Server side rendering has significant upsides but I feel one of the biggest downsides is consistently ignored when discussing it, namely that when you render (parts of) pages you burn expensive server side CPU cycles rather than the free client side cycles which in most cases noticeably affects hosting/scaling cost.
Not to mention that server side rendering increases cpu load on your servers. Of course that may be a feature if you're a customer who's tired of slowly loading webapps.
Oh, interesting! Thanks for sharing. But there still is a little bit of server load, whereas front-end has 0.
Honestly, unless you're serving billions of pageviews on a very tight budget, I'm not really sure how much of a savings we're talking about here (server side vs. client side rendering).
I'm really curious why you say that? Certainly it seems to me there's enough downsides to client side rendering still that I can't see how it's that clear cut.
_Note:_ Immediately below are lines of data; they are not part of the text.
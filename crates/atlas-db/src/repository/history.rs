//! # Workflow History Repository
//!
//! Append-only audit of executed transitions, plus the dated workflow-config
//! lookup.
//!
//! ## The Audit Contract
//! ```text
//! ┌─────────────────────────────────────────────────────────────────────────┐
//! │                  History Rides The Save Transaction                     │
//! │                                                                         │
//! │  ┌─────────────────────────────────────────────────────────────────┐   │
//! │  │                   SINGLE TRANSACTION                            │   │
//! │  │                                                                 │   │
//! │  │  1. UPDATE checkout_documents SET status = 'APPROVED' ...      │   │
//! │  │                                                                 │   │
//! │  │  2. INSERT INTO workflow_history (.., 'DRAFT', 'APPROVED', ..) │   │
//! │  │                                                                 │   │
//! │  └─────────────────────────────────────────────────────────────────┘   │
//! │       │                                                                 │
//! │       ▼                                                                 │
//! │  COMMIT ← Both succeed or both fail                                    │
//! │                                                                         │
//! │  A transition never "happened" unless its history row is durable in    │
//! │  the same commit as the entity change. Rows are never updated or       │
//! │  deleted afterwards.                                                   │
//! └─────────────────────────────────────────────────────────────────────────┘
//! ```

use chrono::NaiveDate;
use sqlx::{SqliteConnection, SqlitePool};
use tracing::debug;

use atlas_core::{WorkflowConfigVersion, WorkflowHistoryEntry};

use crate::error::{DbError, DbResult};

/// Repository for workflow history and workflow config.
#[derive(Debug, Clone)]
pub struct HistoryRepository {
    pool: SqlitePool,
}

impl HistoryRepository {
    /// Creates a new HistoryRepository.
    pub fn new(pool: SqlitePool) -> Self {
        HistoryRepository { pool }
    }

    /// Appends one history row inside the caller's transaction.
    ///
    /// ## Returns
    /// The generated row id. A failed insert (no id comes back) is fatal for
    /// the enclosing transaction.
    pub async fn append(
        conn: &mut SqliteConnection,
        entry: &WorkflowHistoryEntry,
    ) -> DbResult<i64> {
        let id: Option<i64> = sqlx::query_scalar(
            r#"
            INSERT INTO workflow_history (
                linked_object_id, linked_object_type, user_id, org_unit_id,
                action_code, from_status, to_status, remark,
                created_at, modified_at
            ) VALUES (?1, ?2, ?3, ?4, ?5, ?6, ?7, ?8, ?9, ?10)
            RETURNING id
            "#,
        )
        .bind(entry.linked_object_id)
        .bind(&entry.linked_object_type)
        .bind(entry.user_id)
        .bind(entry.org_unit_id)
        .bind(&entry.action_code)
        .bind(&entry.from_status)
        .bind(&entry.to_status)
        .bind(&entry.remark)
        .bind(entry.created_at)
        .bind(entry.modified_at)
        .fetch_optional(&mut *conn)
        .await?;

        let id = match id {
            Some(id) if id > 0 => id,
            _ => return Err(DbError::persist_failed("workflow_history")),
        };

        debug!(
            entity = %entry.linked_object_type,
            entity_id = entry.linked_object_id,
            from = %entry.from_status,
            to = %entry.to_status,
            "Appended workflow history"
        );

        Ok(id)
    }

    /// Returns all history rows for one entity, oldest first.
    pub async fn list_for(
        &self,
        linked_object_id: i64,
        linked_object_type: &str,
    ) -> DbResult<Vec<WorkflowHistoryEntry>> {
        let rows: Vec<WorkflowHistoryEntry> = sqlx::query_as(
            r#"
            SELECT id, linked_object_id, linked_object_type, user_id, org_unit_id,
                   action_code, from_status, to_status, remark,
                   created_at, modified_at
            FROM workflow_history
            WHERE linked_object_id = ?1 AND linked_object_type = ?2
            ORDER BY id ASC
            "#,
        )
        .bind(linked_object_id)
        .bind(linked_object_type)
        .fetch_all(&self.pool)
        .await?;

        Ok(rows)
    }

    /// Counts history rows for one entity.
    pub async fn count_for(
        &self,
        linked_object_id: i64,
        linked_object_type: &str,
    ) -> DbResult<i64> {
        let count: i64 = sqlx::query_scalar(
            r#"
            SELECT COUNT(*) FROM workflow_history
            WHERE linked_object_id = ?1 AND linked_object_type = ?2
            "#,
        )
        .bind(linked_object_id)
        .bind(linked_object_type)
        .fetch_one(&self.pool)
        .await?;

        Ok(count)
    }

    /// Returns the workflow-config version active for an object class on a
    /// business date.
    ///
    /// A version applies when `start_date <= date` and its `end_date` is
    /// absent or on/after the date. With overlapping rows the latest
    /// `start_date` wins.
    pub async fn active_config(
        &self,
        object_class: &str,
        date: NaiveDate,
    ) -> DbResult<Option<WorkflowConfigVersion>> {
        let row: Option<WorkflowConfigVersion> = sqlx::query_as(
            r#"
            SELECT id, object_class, start_date, end_date, version
            FROM workflow_config
            WHERE object_class = ?1
              AND start_date <= ?2
              AND (end_date IS NULL OR end_date >= ?2)
            ORDER BY start_date DESC
            LIMIT 1
            "#,
        )
        .bind(object_class)
        .bind(date)
        .fetch_optional(&self.pool)
        .await?;

        Ok(row)
    }

    /// Registers a dated workflow-config version.
    pub async fn add_config(
        &self,
        object_class: &str,
        start_date: NaiveDate,
        end_date: Option<NaiveDate>,
        version: &str,
    ) -> DbResult<i64> {
        let id: i64 = sqlx::query_scalar(
            r#"
            INSERT INTO workflow_config (object_class, start_date, end_date, version)
            VALUES (?1, ?2, ?3, ?4)
            RETURNING id
            "#,
        )
        .bind(object_class)
        .bind(start_date)
        .bind(end_date)
        .bind(version)
        .fetch_one(&self.pool)
        .await?;

        Ok(id)
    }
}

// =============================================================================
// Unit Tests
// =============================================================================

#[cfg(test)]
mod tests {
    use super::*;
    use crate::pool::{Database, DbConfig};
    use atlas_core::clock::{Clock, FixedClock};
    use atlas_core::workflow::object_type;
    use uuid::Uuid;

    #[tokio::test]
    async fn test_append_and_read_back() {
        let db = Database::new(DbConfig::in_memory()).await.unwrap();
        let now = FixedClock::at_date(2024, 3, 7).now();
        let user = Uuid::new_v4();

        let entry = WorkflowHistoryEntry::record(
            42,
            object_type::RECEIPT,
            user,
            1,
            "SUBMIT",
            "DRAFT",
            "COMPLETED",
            Some("till 3".to_string()),
            now,
        );

        let mut conn = db.pool().acquire().await.unwrap();
        let id = HistoryRepository::append(&mut conn, &entry).await.unwrap();
        assert!(id > 0);
        drop(conn);

        let rows = db.history().list_for(42, object_type::RECEIPT).await.unwrap();
        assert_eq!(rows.len(), 1);
        assert_eq!(rows[0].id, id);
        assert_eq!(rows[0].user_id, user);
        assert_eq!(rows[0].from_status, "DRAFT");
        assert_eq!(rows[0].to_status, "COMPLETED");
        assert_eq!(rows[0].remark.as_deref(), Some("till 3"));
        assert_eq!(rows[0].created_at, now);
    }

    #[tokio::test]
    async fn test_active_config_by_date_range() {
        let db = Database::new(DbConfig::in_memory()).await.unwrap();
        let history = db.history();

        let d = |y, m, day| NaiveDate::from_ymd_opt(y, m, day).unwrap();

        history
            .add_config(object_type::RECEIPT, d(2023, 1, 1), Some(d(2023, 12, 31)), "v1")
            .await
            .unwrap();
        history
            .add_config(object_type::RECEIPT, d(2024, 1, 1), None, "v2")
            .await
            .unwrap();

        let v1 = history
            .active_config(object_type::RECEIPT, d(2023, 6, 1))
            .await
            .unwrap()
            .unwrap();
        assert_eq!(v1.version, "v1");

        let v2 = history
            .active_config(object_type::RECEIPT, d(2024, 6, 1))
            .await
            .unwrap()
            .unwrap();
        assert_eq!(v2.version, "v2");

        let none = history
            .active_config(object_type::RECEIPT, d(2022, 6, 1))
            .await
            .unwrap();
        assert!(none.is_none());
    }
}
//! # Inventory Check-Out Repository
//!
//! Database operations for check-out documents and their lines, plus the
//! module's [`AggregateStore`] wiring (counter-allocated codes, stock
//! decrement on approval).
//!
//! ## Document Lifecycle
//! ```text
//! ┌─────────────────────────────────────────────────────────────────────────┐
//! │                   Check-Out Lifecycle                                   │
//! │                                                                         │
//! │  1. DRAFT                                                              │
//! │     └── CheckOutDocument::draft() - no id, no code yet                 │
//! │                                                                         │
//! │  2. ORCHESTRATED SAVE (SUBMIT / SUBMIT_AND_APPROVE)                    │
//! │     └── code allocated from the InventoryCheckOut counter              │
//! │     └── root inserted, lines backfilled with the root id               │
//! │     └── history row DRAFT → <resulting status>                         │
//! │                                                                         │
//! │  3. APPROVED (terminal effect)                                         │
//! │     └── stock balance decremented once per line                        │
//! │                                                                         │
//! └─────────────────────────────────────────────────────────────────────────┘
//! ```

use async_trait::async_trait;
use sqlx::{SqliteConnection, SqlitePool};
use tracing::debug;

use atlas_core::workflow::status;
use atlas_core::{CheckOutDocument, CheckOutLine};

use crate::error::{DbError, DbResult};
use crate::orchestrator::{AggregateStore, AllocationStrategy};
use crate::repository::stock::StockRepository;

/// Repository for check-out database operations.
#[derive(Debug, Clone)]
pub struct CheckOutRepository {
    pool: SqlitePool,
}

impl CheckOutRepository {
    /// Creates a new CheckOutRepository.
    pub fn new(pool: SqlitePool) -> Self {
        CheckOutRepository { pool }
    }

    /// Gets a check-out document by ID.
    pub async fn get_by_id(&self, id: i64) -> DbResult<Option<CheckOutDocument>> {
        let doc: Option<CheckOutDocument> = sqlx::query_as(
            r#"
            SELECT id, code, status, org_unit_id, requested_by, note,
                   created_at, updated_at
            FROM checkout_documents
            WHERE id = ?1
            "#,
        )
        .bind(id)
        .fetch_optional(&self.pool)
        .await?;

        Ok(doc)
    }

    /// Gets a check-out document by its business code.
    pub async fn get_by_code(&self, code: &str) -> DbResult<Option<CheckOutDocument>> {
        let doc: Option<CheckOutDocument> = sqlx::query_as(
            r#"
            SELECT id, code, status, org_unit_id, requested_by, note,
                   created_at, updated_at
            FROM checkout_documents
            WHERE code = ?1
            "#,
        )
        .bind(code)
        .fetch_optional(&self.pool)
        .await?;

        Ok(doc)
    }

    /// Gets all lines for a document, insertion order.
    pub async fn get_lines(&self, document_id: i64) -> DbResult<Vec<CheckOutLine>> {
        let lines: Vec<CheckOutLine> = sqlx::query_as(
            r#"
            SELECT id, document_id, product_code, quantity, created_at
            FROM checkout_lines
            WHERE document_id = ?1
            ORDER BY id ASC
            "#,
        )
        .bind(document_id)
        .fetch_all(&self.pool)
        .await?;

        Ok(lines)
    }

    /// Counts persisted documents (diagnostics and tests).
    pub async fn count(&self) -> DbResult<i64> {
        let count: i64 = sqlx::query_scalar("SELECT COUNT(*) FROM checkout_documents")
            .fetch_one(&self.pool)
            .await?;
        Ok(count)
    }
}

#[async_trait]
impl AggregateStore for CheckOutRepository {
    type Root = CheckOutDocument;
    type Child = CheckOutLine;

    fn allocation(&self) -> AllocationStrategy {
        AllocationStrategy::Counter
    }

    fn side_effect_statuses(&self) -> &[&str] {
        &[status::APPROVED]
    }

    async fn insert_root(
        &self,
        conn: &mut SqliteConnection,
        root: &CheckOutDocument,
    ) -> DbResult<i64> {
        debug!(code = ?root.code, "Inserting check-out document");

        let id: i64 = sqlx::query_scalar(
            r#"
            INSERT INTO checkout_documents (
                code, status, org_unit_id, requested_by, note,
                created_at, updated_at
            ) VALUES (?1, ?2, ?3, ?4, ?5, ?6, ?7)
            RETURNING id
            "#,
        )
        .bind(&root.code)
        .bind(&root.status)
        .bind(root.org_unit_id)
        .bind(root.requested_by)
        .bind(&root.note)
        .bind(root.created_at)
        .bind(root.updated_at)
        .fetch_one(&mut *conn)
        .await?;

        Ok(id)
    }

    async fn update_root(
        &self,
        conn: &mut SqliteConnection,
        root: &CheckOutDocument,
    ) -> DbResult<()> {
        let id = root
            .id
            .ok_or_else(|| DbError::persist_failed("checkout_documents"))?;

        let result = sqlx::query(
            r#"
            UPDATE checkout_documents SET
                code = ?2, status = ?3, org_unit_id = ?4, note = ?5, updated_at = ?6
            WHERE id = ?1
            "#,
        )
        .bind(id)
        .bind(&root.code)
        .bind(&root.status)
        .bind(root.org_unit_id)
        .bind(&root.note)
        .bind(root.updated_at)
        .execute(&mut *conn)
        .await?;

        if result.rows_affected() == 0 {
            return Err(DbError::persist_failed("checkout_documents"));
        }

        Ok(())
    }

    async fn persist_child(
        &self,
        conn: &mut SqliteConnection,
        root_id: i64,
        child: &mut CheckOutLine,
    ) -> DbResult<()> {
        child.document_id = Some(root_id);

        match child.id {
            None => {
                let id: i64 = sqlx::query_scalar(
                    r#"
                    INSERT INTO checkout_lines (document_id, product_code, quantity, created_at)
                    VALUES (?1, ?2, ?3, ?4)
                    RETURNING id
                    "#,
                )
                .bind(root_id)
                .bind(&child.product_code)
                .bind(child.quantity)
                .bind(child.created_at)
                .fetch_one(&mut *conn)
                .await?;

                child.id = Some(id);
            }
            Some(id) => {
                let result = sqlx::query(
                    r#"
                    UPDATE checkout_lines SET
                        document_id = ?2, product_code = ?3, quantity = ?4
                    WHERE id = ?1
                    "#,
                )
                .bind(id)
                .bind(root_id)
                .bind(&child.product_code)
                .bind(child.quantity)
                .execute(&mut *conn)
                .await?;

                if result.rows_affected() == 0 {
                    return Err(DbError::persist_failed("checkout_lines"));
                }
            }
        }

        Ok(())
    }

    async fn apply_side_effect(
        &self,
        conn: &mut SqliteConnection,
        _root: &CheckOutDocument,
        child: &CheckOutLine,
    ) -> DbResult<()> {
        // Approved check-outs move stock OUT of the org unit
        StockRepository::adjust(conn, &child.product_code, -child.quantity).await
    }
}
It's pretty obvious that server side rendering has more potential bottlenecks and IO overhead. But with that said, nothing says it must be slower. It just has more potential to be slower.
The scaling characteristics of a client side and server side rendered app is different. Client side apps have up front costs which are amortized as the view can be incrementally updated. Whether this is more performant depends on the metric and the problem domain.
Particularly static pages with minimal interactivity can be prerendered and cached at the CDN, but that’s not necessarily the same as an on demand server side rendered page, either.
And, heck, there's a solid argument that server-side rendering is more environmentally efficient, since the work is done in a data-center, which can (1) utilize caching to avoid re-doing work and (2) be built in an optimal location for electricity generation.
Server side rendering has one big advantage - it's fast. Client side rendering frameworks may be easier and sexier, but serving html is always going to be faster.
It feels so much faster tho, to not have websites slow down when my browser slows down. Server side rendering should be considered a better experience for the end user, especially if it can prefretch the next pages.
Those free client-side cycles have a hidden cost - slow rendering times, especially on mobile. If you've done your work right, server-side is scalable.
It's not so much a scalability issue as a cost-per-user issue. Obviously client rendering performance (or lack thereof) is a concern and if server side rendering solves that for a manageable increase in cost that's perfectly fine but that cost has to be part of the conversation.
This was my thought, too. In reality, client side rendering today is “cheap” because you typically put a CDN in front of your application to serve static resources and scripts, and your backend only serves the API requests (if needed). Rendering everything on the backend means by contrast that you’re limited to the capacity of your server and the latency based on where it’s located.
Yeah, the operating assuptions of client side rendering seem to be that server-side CPU is expensive while network bandwidth and latency are cheap and the client has a fast CPU which it isn't using. I do wonder how it ever took off.
It's just intuition on my part, but I think the environmentally friendly option is probably actually sending a couple extra packets (server-side rendering) vs cooking the CPUs of however many clients you have with JS (client-side rendering)
The difference isn't between sending a couple of extra packets versus rendering on the client. It's between rendering on the server PLUS sending a couple of extra packets versus rendering on the client. You have to do the rendering somewhere. Assuming the code that does the rendering is essentially the same whether it's server-side or client-side, the only difference is sending the extra structural layout data when you render on the server. For most sites it'll make no real difference but if you're at Facebook scale I'd guess a couple of extra packets really adds up, especially considering you could cache the client-side templates between sessions.
Sure, but the advantage is that if you can write your rendering logic once and have it run both server-side and client-side, you've saved a ton of work.
Reading the docs, it says the Forms run on the client, so most rendering should run too. Client-side rendering - while it has its disadvantages - shouldn't be worse for the CPU time than server-side, though. What's your concern?